Senin, H / 02 Februari 2026

Jaladara Madiya Buwana: Jejak Danau Purba Cikijing yang Lahir dari Letusan Gegerhalang

Jumat 09 Jan 2026 13:58 WIB

Editor :EDQP

Tangkapan Layar

Foto: Infomjlk

ESQNews.id, MAJALENGKAPernahkah kalian membayangkan bahwa hamparan perbukitan hijau di Cikijing dulunya adalah sebuah danau raksasa yang tenang?

Legenda dan alam seringkali menyimpan rahasia yang sama, dan inilah kisah Danau Purba Cikijing, atau yang dikenal dengan nama Jaladara Madiya Buwana.

Kisah ini dimulai ribuan tahun lalu. Berdasarkan asumsi geografis dan mitos masyarakat setempat, wilayah Cikijing diperkirakan terbentuk bersamaan dengan lahirnya Gunung Gegerhalang.

Sekitar 7.000 tahun yang lalu, sebuah letusan dahsyat meluluhlantakkan Gegerhalang dan melahirkan Gunung Ciremai yang kita kenal sekarang.

Dari sisa-sisa aktivitas vulkanik ini, terbentuklah sebuah cekungan raksasa di ketinggian 600-650 mdpl.

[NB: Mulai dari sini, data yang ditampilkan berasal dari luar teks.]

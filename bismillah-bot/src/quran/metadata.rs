//! Surah metadata (`quran-data.xml` from tanzil.net) and the /index listing

use super::navigation::{SURAH_COUNT, SURAH_LENGTHS};
use crate::error::{BotError, BotResult};
use quick_xml::events::Event;
use quick_xml::Reader;

/// Read transliterated surah names from tanzil's metadata XML
///
/// Every `<sura>` element must carry `index`, `ayas` and `tname`, appear in
/// order, and agree with the built-in ayah counts.
pub fn parse_surah_names(xml: &str) -> BotResult<Vec<String>> {
    let mut reader = Reader::from_str(xml);
    let mut names = Vec::with_capacity(SURAH_COUNT as usize);

    loop {
        match reader.read_event() {
            Ok(Event::Empty(e)) | Ok(Event::Start(e)) if e.name().as_ref() == b"sura" => {
                let mut index = None;
                let mut ayas = None;
                let mut tname = None;

                for attr in e.attributes() {
                    let attr = attr.map_err(|e| BotError::Corpus(format!("metadata attribute: {}", e)))?;
                    let value = attr
                        .unescape_value()
                        .map_err(|e| BotError::Corpus(format!("metadata value: {}", e)))?
                        .into_owned();
                    match attr.key.as_ref() {
                        b"index" => index = value.parse::<usize>().ok(),
                        b"ayas" => ayas = value.parse::<u16>().ok(),
                        b"tname" => tname = Some(value),
                        _ => {}
                    }
                }

                let (Some(index), Some(ayas), Some(tname)) = (index, ayas, tname) else {
                    return Err(BotError::Corpus(format!(
                        "sura element {} missing index, ayas or tname",
                        names.len() + 1
                    )));
                };

                if index != names.len() + 1 {
                    return Err(BotError::Corpus(format!("sura {} out of order", index)));
                }
                if SURAH_LENGTHS.get(index - 1) != Some(&ayas) {
                    return Err(BotError::Corpus(format!(
                        "sura {} has {} ayas in metadata, expected {:?}",
                        index,
                        ayas,
                        SURAH_LENGTHS.get(index - 1)
                    )));
                }

                names.push(tname);
            }
            Ok(Event::Eof) => break,
            Err(e) => {
                return Err(BotError::Corpus(format!(
                    "metadata XML error at position {}: {}",
                    reader.buffer_position(),
                    e
                )))
            }
            _ => {}
        }
    }

    if names.len() != SURAH_COUNT as usize {
        return Err(BotError::Corpus(format!(
            "metadata lists {} surahs, expected {}",
            names.len(),
            SURAH_COUNT
        )));
    }

    Ok(names)
}

/// Two-column index of all surahs, formatted as Telegram HTML
///
/// Each row links `/n` commands for surah n and n + 57. Names up to and
/// including the first right-column surah are padded to a fixed width;
/// the left ones sit inside `<code>` so the right column lines up.
pub fn make_index(names: &[String]) -> String {
    let half = names.len().div_ceil(2);
    let padded: Vec<String> = names
        .iter()
        .enumerate()
        .map(|(i, name)| {
            if i > half {
                return name.clone();
            }
            let pad = " ".repeat(14usize.saturating_sub(name.chars().count()));
            let lead = if i < 9 { " " } else { "" };
            format!("{}{}{}", lead, name, pad)
        })
        .collect();

    (1..=half)
        .filter_map(|i| {
            let j = i + half;
            let right = padded.get(j - 1)?;
            Some(format!("/{} <code>{}</code>/{} {}", i, padded[i - 1], j, right))
        })
        .collect::<Vec<_>>()
        .join("\n")
}

#[cfg(test)]
mod tests {
    use super::*;

    fn metadata_xml() -> String {
        let mut xml = String::from("<?xml version=\"1.0\" encoding=\"utf-8\" ?>\n<quran type=\"metadata\">\n<suras alias=\"chapters\">\n");
        for (i, len) in SURAH_LENGTHS.iter().enumerate() {
            xml.push_str(&format!(
                "<sura index=\"{}\" ayas=\"{}\" name=\"x\" tname=\"Surah-{}\" type=\"Meccan\" />\n",
                i + 1,
                len,
                i + 1
            ));
        }
        xml.push_str("</suras>\n</quran>\n");
        xml
    }

    #[test]
    fn test_parse_names() {
        let names = parse_surah_names(&metadata_xml()).unwrap();
        assert_eq!(names.len(), 114);
        assert_eq!(names[0], "Surah-1");
        assert_eq!(names[113], "Surah-114");
    }

    #[test]
    fn test_unescapes_names() {
        let xml = metadata_xml().replace("tname=\"Surah-6\"", "tname=\"Al-An&apos;aam\"");
        let names = parse_surah_names(&xml).unwrap();
        assert_eq!(names[5], "Al-An'aam");
    }

    #[test]
    fn test_wrong_length_rejected() {
        let xml = metadata_xml().replace("index=\"1\" ayas=\"7\"", "index=\"1\" ayas=\"8\"");
        assert!(parse_surah_names(&xml).is_err());
    }

    #[test]
    fn test_missing_surah_rejected() {
        let xml = metadata_xml().replace("<sura index=\"114\" ayas=\"6\" name=\"x\" tname=\"Surah-114\" type=\"Meccan\" />\n", "");
        let err = parse_surah_names(&xml).unwrap_err();
        assert!(err.to_string().contains("113 surahs"));
    }

    #[test]
    fn test_make_index_layout() {
        let names: Vec<String> = (1..=114).map(|i| format!("S{}", i)).collect();
        let index = make_index(&names);
        let rows: Vec<&str> = index.lines().collect();

        assert_eq!(rows.len(), 57);
        assert_eq!(
            rows[0],
            format!("/1 <code> S1{}</code>/58 S58{}", " ".repeat(12), " ".repeat(11))
        );
        assert_eq!(rows[1], format!("/2 <code> S2{}</code>/59 S59", " ".repeat(12)));
        assert_eq!(rows[9], format!("/10 <code>S10{}</code>/67 S67", " ".repeat(11)));
        assert_eq!(rows[56], format!("/57 <code>S57{}</code>/114 S114", " ".repeat(11)));
    }
}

Dengan luas mencapai 29,07 km^2, danau ini dikelilingi oleh benteng alam berupa deretan gunung dan bukit seperti Gunung Ciremai di utara, Gunung Gijalangu di selatan, hingga Gunung Pagentaran dan Gunung Soang di sisi timur.

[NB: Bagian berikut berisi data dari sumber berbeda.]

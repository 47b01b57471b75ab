//! Database initialization and key/value access

pub mod init;
pub mod kv;

pub use init::*;
pub use kv::KvStore;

Pada tahun 929 M, sejarah mencatat kedatangan Sanghiyang Rongkob dari Kerajaan Medang (Mataram Kuno).

Beliau membuka wilayah yang disebut Alas Talaga di sisi selatan Gunung Ciremai. Di tepian danau yang subur inilah, sebuah peradaban mulai bersemi:

 – Penyebaran ajaran Hindu yang damai.
 – Berdirinya Nagari Padabenghar.
 – Masyarakat mulai bercocok tanam Jawawut (sejenis gandum) yang tumbuh subur berkat limpahan air danau.

Namun, keindahan Jaladara Madiya Buwana tidak abadi. Pada tahun 1129 M, sebuah gempa bumi dahsyat mengguncang wilayah tersebut.

Tanggul alam yang menahan air danau jebol, menyebabkan danau purba ini mengering dalam waktu singkat.

Air yang tumpah dari cekungan tersebut kemudian membentuk aliran sungai baru yang kini kita kenal sebagai Sungai Cilutung. Danau yang megah pun sirna, menyisakan daratan luas yang subur.

Kini, bekas dasar danau purba tersebut telah berubah menjadi lahan pertanian yang produktif. Masyarakat setempat menanaminya dengan padi, dan wilayah ini bertransformasi menjadi daerah yang kini dikenal sebagai Sawahlega atau Tegal.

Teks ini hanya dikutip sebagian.